To successfully operate agency banking,  Eijkman said that there is need for a super agent, which will manage other agents, while sound business proposition must be made to the agents. He said most importantly, banks must use existing retail infrastructures, deliver trust through technology, and use existing deployed technology.
 His position was resonated with Duncan Otienno, Chief Executive Officer, Mobikash, Kenya, who averred, “Agency banking cannot work if the banks are far from the people”. Speaking on “Creating demand pull for mobile financial services: the Kenya example”, he noted that, “Nigeria is still far behind with agency banking. Giving the country’s population, Nigeria needs about 200,000 agents, and they have to collaborate to break even.
 But there is also the challenge of awareness about electronic payment. According to Emenike Eleonu, who represented the Director of Banking and Payment System, Central Bank of Nigeria (CBN), lack of awareness is the biggest challenge to the cashless policy initiative, introduced to encourage use of e-payment.  

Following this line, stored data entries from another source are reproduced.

use proptest::prelude::*;

use gridiron_edge::metrics::{STAR_PENALTY, rating};
use gridiron_edge::predict::{predicted_spread, round_to};
use gridiron_edge::table::{PlayRecord, PlayTable};
use gridiron_edge::weather::adjust;

fn season(epas: &[f64]) -> PlayTable {
    PlayTable::new(
        epas.iter()
            .enumerate()
            .map(|(i, epa)| PlayRecord::new("SEA", "pass", &format!("g{i}"), i as i64 + 1, *epa))
            .collect(),
    )
}

proptest! {
    #[test]
    fn spread_is_antisymmetric(a in -1.0f64..1.0, b in -1.0f64..1.0) {
        prop_assert_eq!(predicted_spread(a, b), -predicted_spread(b, a));
    }

    #[test]
    fn injury_penalty_is_linear(
        epas in prop::collection::vec(-1.5f64..1.5, 1..12),
        n in 0usize..8,
    ) {
        let plays = season(&epas);
        let stars: Vec<String> = (0..n).map(|i| format!("player {i}")).collect();
        let base = rating(&plays, "SEA", &[]).unwrap();
        let hurt = rating(&plays, "SEA", &stars).unwrap();
        prop_assert!(base.is_finite());
        prop_assert!((hurt - (base - STAR_PENALTY * n as f64)).abs() < 1e-12);
    }

    #[test]
    fn zero_rain_only_rounds(spread in -30.0f64..30.0) {
        prop_assert_eq!(adjust(spread, 0.0), (round_to(spread, 2), 1.0));
    }
}
use std::io::{BufRead, Write};

use anyhow::{Context, Result};

use crate::engine::{Matchup, Prediction};
use crate::error::{EngineError, EngineResult};
use crate::injuries::{extend_stars, parse_manual_names};

/// Interactive prompts over any reader/writer pair.
pub struct Console<R, W> {
    input: R,
    output: W,
}

impl<R: BufRead, W: Write> Console<R, W> {
    pub fn new(input: R, output: W) -> Self {
        Self { input, output }
    }

    pub fn into_output(self) -> W {
        self.output
    }

    pub fn prompt(&mut self, question: &str) -> Result<String> {
        write!(self.output, "{question}").context("write prompt")?;
        self.output.flush().context("flush prompt")?;
        let mut line = String::new();
        self.input.read_line(&mut line).context("read console line")?;
        Ok(line.trim().to_string())
    }

    pub fn confirm(&mut self, question: &str) -> Result<bool> {
        Ok(self.prompt(question)?.eq_ignore_ascii_case("y"))
    }

    pub fn names(&mut self, question: &str) -> Result<Vec<String>> {
        Ok(parse_manual_names(&self.prompt(question)?))
    }

    /// Reads the market spread. The outer error is IO; the inner one is a bad number.
    pub fn market_line(&mut self, question: &str) -> Result<EngineResult<f64>> {
        let raw = self.prompt(question)?;
        Ok(parse_market_line(&raw))
    }

    /// Appends flag-supplied names to both star lists, then, when `ask` is set,
    /// offers the interactive override prompts on top of them.
    pub fn star_overrides(
        &mut self,
        matchup: &Matchup,
        flags: (Option<&str>, Option<&str>),
        stars: (&mut Vec<String>, &mut Vec<String>),
        ask: bool,
    ) -> Result<()> {
        let (stars_a, stars_b) = stars;
        extend_stars(stars_a, flags.0.map(parse_manual_names).unwrap_or_default());
        extend_stars(stars_b, flags.1.map(parse_manual_names).unwrap_or_default());
        if ask && self.confirm("\nAdd manual star overrides? (y/n): ")? {
            let extra_a = self.names(&format!(
                "Additional {} stars (comma-separated): ",
                matchup.team_a
            ))?;
            let extra_b = self.names(&format!(
                "Additional {} stars (comma-separated): ",
                matchup.team_b
            ))?;
            extend_stars(stars_a, extra_a);
            extend_stars(stars_b, extra_b);
        }
        Ok(())
    }

    pub fn say(&mut self, text: &str) -> Result<()> {
        writeln!(self.output, "{text}").context("write console line")
    }
}

pub fn parse_market_line(raw: &str) -> EngineResult<f64> {
    let trimmed = raw.trim();
    trimmed
        .parse::<f64>()
        .ok()
        .filter(|v| v.is_finite())
        .ok_or_else(|| {
            EngineError::InvalidInput(format!(
                "market line must be a number, got {trimmed:?}"
            ))
        })
}

pub fn projection_block(p: &Prediction) -> String {
    let rule = "-".repeat(40);
    let mut out = String::new();
    out.push_str(&format!("\n{rule}\n"));
    for r in [&p.rating_a, &p.rating_b] {
        let windows = r
            .rolling
            .iter()
            .map(|w| format!("{}g {:+.3}", w.window, w.latest))
            .collect::<Vec<_>>()
            .join(" | ");
        out.push_str(&format!(
            "{:<4} rating {:+.3} ({} games; {}; {} out -{:.2})\n",
            r.team,
            r.rating,
            r.games,
            windows,
            r.stars_out.len(),
            r.injury_penalty
        ));
    }
    out.push_str(&format!("RAW PROJECTION:     {}\n", p.predicted_spread));
    if let Some(w) = p.weather.as_ref() {
        out.push_str(&format!(
            "PRECIP ADJUST (Pa): {} ({}mm rain)\n",
            w.suppression_factor, w.precipitation_mm
        ));
        if w.surface_advantage != 0.0 {
            out.push_str(&format!("SURFACE ADVANTAGE:  {:+}\n", w.surface_advantage));
        }
    }
    out.push_str(&format!("FINAL SPREAD:       {}\n", p.final_spread));
    out.push_str(&rule);
    out
}

pub fn verdict_block(p: &Prediction) -> Option<String> {
    let edge = p.edge?;
    let team = p.matchup.team(edge.recommended_side);
    let mut out = String::new();
    out.push_str(&format!("\n{} FINAL VERDICT {}\n", "*".repeat(20), "*".repeat(20)));
    out.push_str(&format!("TARGET SIDE:     {team} (market {})\n", edge.market_line));
    out.push_str(&format!("CALCULATED EDGE: {:.2} points\n", edge.edge_magnitude));
    out.push_str(&format!(
        "SIGNAL STRENGTH: {}\n",
        edge.signal_strength.to_string().to_uppercase()
    ));
    out.push_str(&"*".repeat(55));
    Some(out)
}

#[cfg(test)]
mod tests {
    use super::*;

    #[test]
    fn market_line_parses_signed_floats() {
        assert_eq!(parse_market_line(" -4.5 "), Ok(-4.5));
        assert!(matches!(
            parse_market_line("four"),
            Err(EngineError::InvalidInput(_))
        ));
        assert!(parse_market_line("NaN").is_err());
    }

    #[test]
    fn prompts_read_lines_in_order() {
        let input = b"Y\nCharles Cross, Sam Darnold\nabc\n".as_slice();
        let mut console = Console::new(input, Vec::new());
        assert!(console.confirm("override? ").unwrap());
        assert_eq!(
            console.names("SEA: ").unwrap(),
            vec!["Charles Cross".to_string(), "Sam Darnold".to_string()]
        );
        assert!(console.market_line("line: ").unwrap().is_err());
        let shown = String::from_utf8(console.into_output()).unwrap();
        assert!(shown.contains("override? "));
    }

    #[test]
    fn flag_overrides_apply_when_prompts_are_declined() {
        let matchup = Matchup::new("SEA", "NE");
        let mut stars_a = vec!["Charles Cross".to_string()];
        let mut stars_b = Vec::new();
        let mut console = Console::new(b"n\n".as_slice(), Vec::new());
        console
            .star_overrides(
                &matchup,
                (Some("Geno Smith, DK Metcalf"), None),
                (&mut stars_a, &mut stars_b),
                true,
            )
            .unwrap();
        assert_eq!(stars_a, vec!["Charles Cross", "Geno Smith", "DK Metcalf"]);
        assert!(stars_b.is_empty());
    }

    #[test]
    fn prompted_names_stack_on_flag_overrides() {
        let matchup = Matchup::new("SEA", "NE");
        let (mut stars_a, mut stars_b) = (Vec::new(), Vec::new());
        let mut console = Console::new(b"y\nKenneth Walker\n\n".as_slice(), Vec::new());
        console
            .star_overrides(
                &matchup,
                (Some("Geno Smith"), Some("Drake Maye")),
                (&mut stars_a, &mut stars_b),
                true,
            )
            .unwrap();
        assert_eq!(stars_a, vec!["Geno Smith", "Kenneth Walker"]);
        assert_eq!(stars_b, vec!["Drake Maye"]);
    }

    #[test]
    fn non_interactive_runs_never_prompt() {
        let matchup = Matchup::new("SEA", "NE");
        let (mut stars_a, mut stars_b) = (Vec::new(), Vec::new());
        let mut console = Console::new(b"".as_slice(), Vec::new());
        console
            .star_overrides(
                &matchup,
                (None, Some("Drake Maye")),
                (&mut stars_a, &mut stars_b),
                false,
            )
            .unwrap();
        assert!(stars_a.is_empty());
        assert_eq!(stars_b, vec!["Drake Maye"]);
        assert!(console.into_output().is_empty());
    }

    #[test]
    fn exhausted_input_reads_as_empty() {
        let mut console = Console::new(b"".as_slice(), Vec::new());
        assert!(!console.confirm("override? ").unwrap());
    }
}
use std::fs;
use std::path::{Path, PathBuf};
use std::time::{SystemTime, UNIX_EPOCH};

use anyhow::{Context, Result, anyhow};
use reqwest::StatusCode;
use reqwest::blocking::Client;
use reqwest::header::{
    ETAG, HeaderMap, HeaderName, IF_MODIFIED_SINCE, IF_NONE_MATCH, LAST_MODIFIED,
};
use serde::{Deserialize, Serialize};
use sha2::{Digest, Sha256};
use tracing::{debug, warn};

const CACHE_VERSION: u32 = 1;
const CACHE_DIR: &str = "gridiron_edge";

/// Sidecar metadata stored next to each cached payload.
#[derive(Debug, Clone, Serialize, Deserialize)]
struct CacheMeta {
    version: u32,
    url: String,
    etag: Option<String>,
    last_modified: Option<String>,
    fetched_at: u64,
}

/// GETs `url`, revalidating against the on-disk copy when one exists.
///
/// A 304 serves the cached body. Cache write failures are logged and
/// otherwise ignored; the fresh body is still returned.
pub fn fetch_bytes_cached(client: &Client, url: &str) -> Result<Vec<u8>> {
    let paths = cache_paths(url);
    let cached = paths.as_ref().and_then(|(body_path, meta_path)| {
        let meta = fs::read_to_string(meta_path)
            .ok()
            .and_then(|raw| serde_json::from_str::<CacheMeta>(&raw).ok())
            .filter(|m| m.version == CACHE_VERSION && m.url == url)?;
        let body = fs::read(body_path).ok()?;
        Some((meta, body))
    });

    let mut req = client.get(url);
    if let Some((meta, _)) = cached.as_ref() {
        if let Some(etag) = meta.etag.as_ref() {
            req = req.header(IF_NONE_MATCH, etag);
        }
        if let Some(last_modified) = meta.last_modified.as_ref() {
            req = req.header(IF_MODIFIED_SINCE, last_modified);
        }
    }

    let resp = req.send().with_context(|| format!("request {url}"))?;
    let status = resp.status();
    if status == StatusCode::NOT_MODIFIED {
        if let Some((_, body)) = cached {
            debug!(url, "served from download cache");
            return Ok(body);
        }
        return Err(anyhow!("received 304 without cache body for {url}"));
    }
    if !status.is_success() {
        return Err(anyhow!("http {status} for {url}"));
    }

    let meta = CacheMeta {
        version: CACHE_VERSION,
        url: url.to_string(),
        etag: header_str(resp.headers(), ETAG),
        last_modified: header_str(resp.headers(), LAST_MODIFIED),
        fetched_at: system_time_to_secs(SystemTime::now()).unwrap_or_default(),
    };
    let body = resp
        .bytes()
        .with_context(|| format!("read body {url}"))?
        .to_vec();

    if let Some((body_path, meta_path)) = paths {
        if let Err(err) = store(&body_path, &meta_path, &body, &meta) {
            warn!(url, error = %err, "download cache write failed");
        }
    }
    Ok(body)
}

/// Plain GET without the disk cache.
pub fn fetch_bytes(client: &Client, url: &str) -> Result<Vec<u8>> {
    let resp = client
        .get(url)
        .send()
        .with_context(|| format!("request {url}"))?
        .error_for_status()
        .with_context(|| format!("status for {url}"))?;
    let body = resp.bytes().with_context(|| format!("read body {url}"))?;
    Ok(body.to_vec())
}

fn header_str(headers: &HeaderMap, name: HeaderName) -> Option<String> {
    headers
        .get(name)
        .and_then(|v| v.to_str().ok())
        .map(|v| v.to_string())
}

fn store(body_path: &Path, meta_path: &Path, body: &[u8], meta: &CacheMeta) -> Result<()> {
    if let Some(dir) = body_path.parent() {
        fs::create_dir_all(dir).context("create cache dir")?;
    }
    let tmp = body_path.with_extension("tmp");
    fs::write(&tmp, body).context("write cached body")?;
    fs::rename(&tmp, body_path).context("swap cached body")?;
    let json = serde_json::to_string(meta).context("serialize cache meta")?;
    fs::write(meta_path, json).context("write cache meta")?;
    Ok(())
}

fn cache_paths(url: &str) -> Option<(PathBuf, PathBuf)> {
    let dir = app_cache_dir()?;
    let key = cache_key(url);
    Some((
        dir.join(format!("{key}.bin")),
        dir.join(format!("{key}.meta.json")),
    ))
}

fn cache_key(url: &str) -> String {
    let digest = Sha256::digest(url.as_bytes());
    digest.iter().map(|b| format!("{b:02x}")).collect()
}

pub fn app_cache_dir() -> Option<PathBuf> {
    if let Ok(base) = std::env::var("XDG_CACHE_HOME") {
        if !base.trim().is_empty() {
            return Some(PathBuf::from(base).join(CACHE_DIR));
        }
    }
    let home = std::env::var("HOME").ok()?;
    if home.trim().is_empty() {
        return None;
    }
    Some(PathBuf::from(home).join(".cache").join(CACHE_DIR))
}

fn system_time_to_secs(time: SystemTime) -> Option<u64> {
    time.duration_since(UNIX_EPOCH).ok().map(|d| d.as_secs())
}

In his address to the conference, which was delivered by the Deputy Governor, Lady Valerie Ebe, Akpabio noted that despite the huge advantages offered by e-payment, Nigerians have not yet realised, and are yet to explore the full benefits of the technological advancement in the banking industry. Consequently, he tasked the conference, “to explore the best avenues of ensuring that Nigerians take full benefits of numerous opportunities that e-payment system offer to enhance their mode of transactions.”